_Given records_

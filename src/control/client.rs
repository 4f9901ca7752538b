//! Client side of the local control channel, used by the CLI.

use std::time::Duration;

use tokio::io::{AsyncBufReadExt, AsyncRead, AsyncWrite, AsyncWriteExt, BufReader, Lines};

use crate::protocol::{LocalFrame, StatusPayload};
use crate::{Error, Result};

use super::endpoint;

/// How long the CLI waits for any single frame from the bridge.
const READ_DEADLINE: Duration = Duration::from_secs(10);

type BoxedRead = Box<dyn AsyncRead + Send + Unpin>;
type BoxedWrite = Box<dyn AsyncWrite + Send + Unpin>;

/// A connected local client session.
pub struct LocalClient {
    lines: Lines<BufReader<BoxedRead>>,
    write: BoxedWrite,
}

impl LocalClient {
    /// Connect to the local endpoint.
    ///
    /// # Errors
    ///
    /// `NotRunning` when no bridge answers.
    pub async fn connect() -> Result<Self> {
        let (read, write) = connect_endpoint().await?;
        Ok(Self {
            lines: BufReader::new(read).lines(),
            write,
        })
    }

    /// Send one frame.
    pub async fn send(&mut self, frame: &LocalFrame) -> Result<()> {
        let mut line = serde_json::to_string(frame)?;
        line.push('\n');
        self.write.write_all(line.as_bytes()).await?;
        Ok(())
    }

    /// Read the next frame.
    pub async fn next_frame(&mut self) -> Result<LocalFrame> {
        let line = tokio::time::timeout(READ_DEADLINE, self.lines.next_line())
            .await
            .map_err(|_| Error::Timeout("no reply from bridge".to_string()))??
            .ok_or_else(|| Error::Transport("bridge closed the connection".to_string()))?;
        Ok(serde_json::from_str(&line)?)
    }

    /// Read frames until a status snapshot arrives.
    pub async fn wait_status(&mut self) -> Result<StatusPayload> {
        loop {
            if let LocalFrame::Status(status) = self.next_frame().await? {
                return Ok(status);
            }
        }
    }

    /// Send a command and wait for its `ok`/`error` outcome, skipping
    /// interleaved broadcasts.
    pub async fn request_ok(&mut self, frame: &LocalFrame) -> Result<()> {
        self.send(frame).await?;
        loop {
            match self.next_frame().await? {
                LocalFrame::Ok {} => return Ok(()),
                LocalFrame::Error(e) => return Err(Error::Internal(e.message)),
                LocalFrame::Status(_) | LocalFrame::Activity(_) => {}
                other => {
                    return Err(Error::Protocol(format!(
                        "unexpected reply: {}",
                        serde_json::to_string(&other).unwrap_or_default()
                    )));
                }
            }
        }
    }

    /// One `ping`, exactly one `pong`.
    pub async fn ping(&mut self) -> Result<()> {
        self.send(&LocalFrame::Ping {}).await?;
        loop {
            match self.next_frame().await? {
                LocalFrame::Pong {} => return Ok(()),
                LocalFrame::Status(_) | LocalFrame::Activity(_) => {}
                other => {
                    return Err(Error::Protocol(format!(
                        "unexpected reply: {}",
                        serde_json::to_string(&other).unwrap_or_default()
                    )));
                }
            }
        }
    }
}

#[cfg(unix)]
async fn connect_endpoint() -> Result<(BoxedRead, BoxedWrite)> {
    let stream = tokio::net::UnixStream::connect(endpoint::socket_path())
        .await
        .map_err(|_| Error::NotRunning("bridge is not running".to_string()))?;
    let (read, write) = tokio::io::split(stream);
    Ok((Box::new(read), Box::new(write)))
}

#[cfg(windows)]
async fn connect_endpoint() -> Result<(BoxedRead, BoxedWrite)> {
    let raw = std::fs::read_to_string(endpoint::port_file_path())
        .map_err(|_| Error::NotRunning("bridge is not running".to_string()))?;
    let port: u16 = raw
        .trim()
        .parse()
        .map_err(|_| Error::NotRunning("bridge is not running".to_string()))?;
    let stream = tokio::net::TcpStream::connect(("127.0.0.1", port))
        .await
        .map_err(|_| Error::NotRunning("bridge is not running".to_string()))?;
    let (read, write) = tokio::io::split(stream);
    Ok((Box::new(read), Box::new(write)))
}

_Prompt_
Each line of the data is to be retyped exactly.

_The answer_
filename src/control/client.rs
repository 4f9901ca7752538b
//! Client side of the local control channel, used by the CLI.

use std::time::Duration;

use tokio::io::{AsyncBufReadExt, AsyncRead, AsyncWrite, AsyncWriteExt, BufReader, Lines};

use crate::protocol::{LocalFrame, StatusPayload};
use crate::{Error, Result};

use super::endpoint;

/// How long the CLI waits for any single frame from the bridge.
const READ_DEADLINE: Duration = Duration::from_secs(10);

type BoxedRead = Box<dyn AsyncRead + Send + Unpin>;
type BoxedWrite = Box<dyn AsyncWrite + Send + Unpin>;

/// A connected local client session.
pub struct LocalClient {
    lines: Lines<BufReader<BoxedRead>>,
    write: BoxedWrite,
}

impl LocalClient {
    /// Connect to the local endpoint.
    ///
    /// # Errors
    ///
    /// `NotRunning` when no bridge answers.
    pub async fn connect() -> Result<Self> {
        let (read, write) = connect_endpoint().await?;
        Ok(Self {
            lines: BufReader::new(read).lines(),
            write,
        })
    }

    /// Send one frame.
    pub async fn send(&mut self, frame: &LocalFrame) -> Result<()> {
        let mut line = serde_json::to_string(frame)?;
        line.push('\n');
        self.write.write_all(line.as_bytes()).await?;
        Ok(())
    }

    /// Read the next frame.
    pub async fn next_frame(&mut self) -> Result<LocalFrame> {
        let line = tokio::time::timeout(READ_DEADLINE, self.lines.next_line())
            .await
            .map_err(|_| Error::Timeout("no reply from bridge".to_string()))??
            .ok_or_else(|| Error::Transport("bridge closed the connection".to_string()))?;
        Ok(serde_json::from_str(&line)?)
    }

    /// Read frames until a status snapshot arrives.
    pub async fn wait_status(&mut self) -> Result<StatusPayload> {
        loop {
            if let LocalFrame::Status(status) = self.next_frame().await? {
                return Ok(status);
            }
        }
    }

    /// Send a command and wait for its `ok`/`error` outcome, skipping
    /// interleaved broadcasts.
    pub async fn request_ok(&mut self, frame: &LocalFrame) -> Result<()> {
        self.send(frame).await?;
        loop {
            match self.next_frame().await? {
                LocalFrame::Ok {} => return Ok(()),
                LocalFrame::Error(e) => return Err(Error::Internal(e.message)),
                LocalFrame::Status(_) | LocalFrame::Activity(_) => {}
                other => {
                    return Err(Error::Protocol(format!(
                        "unexpected reply: {}",
                        serde_json::to_string(&other).unwrap_or_default()
                    )));
                }
            }
        }
    }

    /// One `ping`, exactly one `pong`.
    pub async fn ping(&mut self) -> Result<()> {
        self.send(&LocalFrame::Ping {}).await?;
        loop {
            match self.next_frame().await? {
                LocalFrame::Pong {} => return Ok(()),
                LocalFrame::Status(_) | LocalFrame::Activity(_) => {}
                other => {
                    return Err(Error::Protocol(format!(
                        "unexpected reply: {}",
                        serde_json::to_string(&other).unwrap_or_default()
                    )));
                }
            }
        }
    }
}

#[cfg(unix)]
async fn connect_endpoint() -> Result<(BoxedRead, BoxedWrite)> {
    let stream = tokio::net::UnixStream::connect(endpoint::socket_path())
        .await
        .map_err(|_| Error::NotRunning("bridge is not running".to_string()))?;
    let (read, write) = tokio::io::split(stream);
    Ok((Box::new(read), Box::new(write)))
}

#[cfg(windows)]
async fn connect_endpoint() -> Result<(BoxedRead, BoxedWrite)> {
    let raw = std::fs::read_to_string(endpoint::port_file_path())
        .map_err(|_| Error::NotRunning("bridge is not running".to_string()))?;
    let port: u16 = raw
        .trim()
        .parse()
        .map_err(|_| Error::NotRunning("bridge is not running".to_string()))?;
    let stream = tokio::net::TcpStream::connect(("127.0.0.1", port))
        .await
        .map_err(|_| Error::NotRunning("bridge is not running".to_string()))?;
    let (read, write) = tokio::io::split(stream);
    Ok((Box::new(read), Box::new(write)))
}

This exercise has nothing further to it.